(Data for review)

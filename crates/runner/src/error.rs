//! Runtime errors

use meridian_core::StrategyStatus;
use meridian_ports::{ExecutionError, StoreError};
use meridian_risk_manager::RiskRejection;
use meridian_strategy::StrategyError;
use thiserror::Error;

/// Misuse of the lifecycle API, or a collaborator failing during a transition
#[derive(Debug, Clone, Error, PartialEq)]
pub enum RuntimeError {
    #[error("strategy is already running")]
    AlreadyRunning,

    #[error("strategy is not running")]
    NotRunning,

    #[error("cannot pause a strategy that is {0}")]
    CannotPause(StrategyStatus),

    #[error("state store: {0}")]
    Store(#[from] StoreError),

    #[error(transparent)]
    Strategy(#[from] StrategyError),
}

pub type Result<T> = std::result::Result<T, RuntimeError>;

/// A trade intent that was refused; nothing was mutated
#[derive(Debug, Clone, Error, PartialEq)]
pub enum TradeRejected {
    #[error("risk check failed: {0}")]
    Risk(#[from] RiskRejection),

    #[error("no market price for {0}")]
    NoPrice(String),

    #[error("quantity must be positive")]
    InvalidQuantity,

    #[error("execution failed: {0}")]
    Execution(#[from] ExecutionError),
}
//! Scripted in-memory venue for protocol client tests

#![allow(dead_code)]

use async_trait::async_trait;
use futures::channel::mpsc::{UnboundedReceiver, UnboundedSender, unbounded};
use futures::{SinkExt, StreamExt};
use meridian_gateway::{Connector, Frame, FrameSink, FrameStream, GatewayError};
use std::sync::Arc;
use std::sync::atomic::{AtomicUsize, Ordering};
use tokio::sync::mpsc;

/// The venue side of one accepted connection
pub struct ServerEnd {
    pub received: UnboundedReceiver<Frame>,
    pub push: UnboundedSender<Result<Frame, GatewayError>>,
}

impl ServerEnd {
    /// Next text frame from the client, skipping heartbeat pings
    pub async fn next_request(&mut self) -> serde_json::Value {
        loop {
            match self.received.next().await {
                Some(Frame::Text(text)) if text == "ping" => continue,
                Some(Frame::Text(text)) => return serde_json::from_str(&text).unwrap(),
                Some(_) => continue,
                None => panic!("client closed the connection"),
            }
        }
    }

    /// Next raw frame, including pings
    pub async fn next_frame(&mut self) -> Option<Frame> {
        self.received.next().await
    }

    pub fn send_text(&self, text: &str) {
        self.push.unbounded_send(Ok(Frame::text(text))).unwrap();
    }
}

pub struct MockConnector {
    accepted: mpsc::UnboundedSender<ServerEnd>,
    refuse: AtomicUsize,
    attempts: AtomicUsize,
}

impl MockConnector {
    pub fn new() -> (Arc<Self>, mpsc::UnboundedReceiver<ServerEnd>) {
        let (tx, rx) = mpsc::unbounded_channel();
        let connector = Arc::new(Self {
            accepted: tx,
            refuse: AtomicUsize::new(0),
            attempts: AtomicUsize::new(0),
        });
        (connector, rx)
    }

    /// Refuse the next `n` connection attempts
    pub fn refuse_next(&self, n: usize) {
        self.refuse.store(n, Ordering::SeqCst);
    }

    pub fn attempts(&self) -> usize {
        self.attempts.load(Ordering::SeqCst)
    }
}

#[async_trait]
impl Connector for MockConnector {
    async fn connect(&self, _url: &str) -> Result<(FrameSink, FrameStream), GatewayError> {
        self.attempts.fetch_add(1, Ordering::SeqCst);
        if self
            .refuse
            .fetch_update(Ordering::SeqCst, Ordering::SeqCst, |n| n.checked_sub(1))
            .is_ok()
        {
            return Err(GatewayError::Connection("connection refused".into()));
        }

        let (client_tx, server_rx) = unbounded::<Frame>();
        let (server_tx, client_rx) = unbounded::<Result<Frame, GatewayError>>();
        let _ = self.accepted.send(ServerEnd {
            received: server_rx,
            push: server_tx,
        });

        let sink = client_tx.sink_map_err(|e| GatewayError::Connection(e.to_string()));
        Ok((Box::pin(sink), Box::pin(client_rx)))
    }
}

pub fn ticker_push(symbol: &str, last: &str) -> String {
    format!(
        r#"{{"arg":{{"channel":"tickers","instId":"{0}"}},"data":[{{"instId":"{0}","last":"{1}","bidPx":"{1}","askPx":"{1}","open24h":"{1}","high24h":"{1}","low24h":"{1}","vol24h":"10","ts":"1700000000000"}}]}}"#,
        symbol, last
    )
}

(End Data for review)

Exercise — Exactly the lines from the one containing "let _ = self.accepted.send(ServerEnd" through the final line above, and only those, should be given again.

Your response —
        let _ = self.accepted.send(ServerEnd {
            received: server_rx,
            push: server_tx,
        });

        let sink = client_tx.sink_map_err(|e| GatewayError::Connection(e.to_string()));
        Ok((Box::pin(sink), Box::pin(client_rx)))
    }
}

pub fn ticker_push(symbol: &str, last: &str) -> String {
    format!(
        r#"{{"arg":{{"channel":"tickers","instId":"{0}"}},"data":[{{"instId":"{0}","last":"{1}","bidPx":"{1}","askPx":"{1}","open24h":"{1}","high24h":"{1}","low24h":"{1}","vol24h":"10","ts":"1700000000000"}}]}}"#,
        symbol, last
    )
}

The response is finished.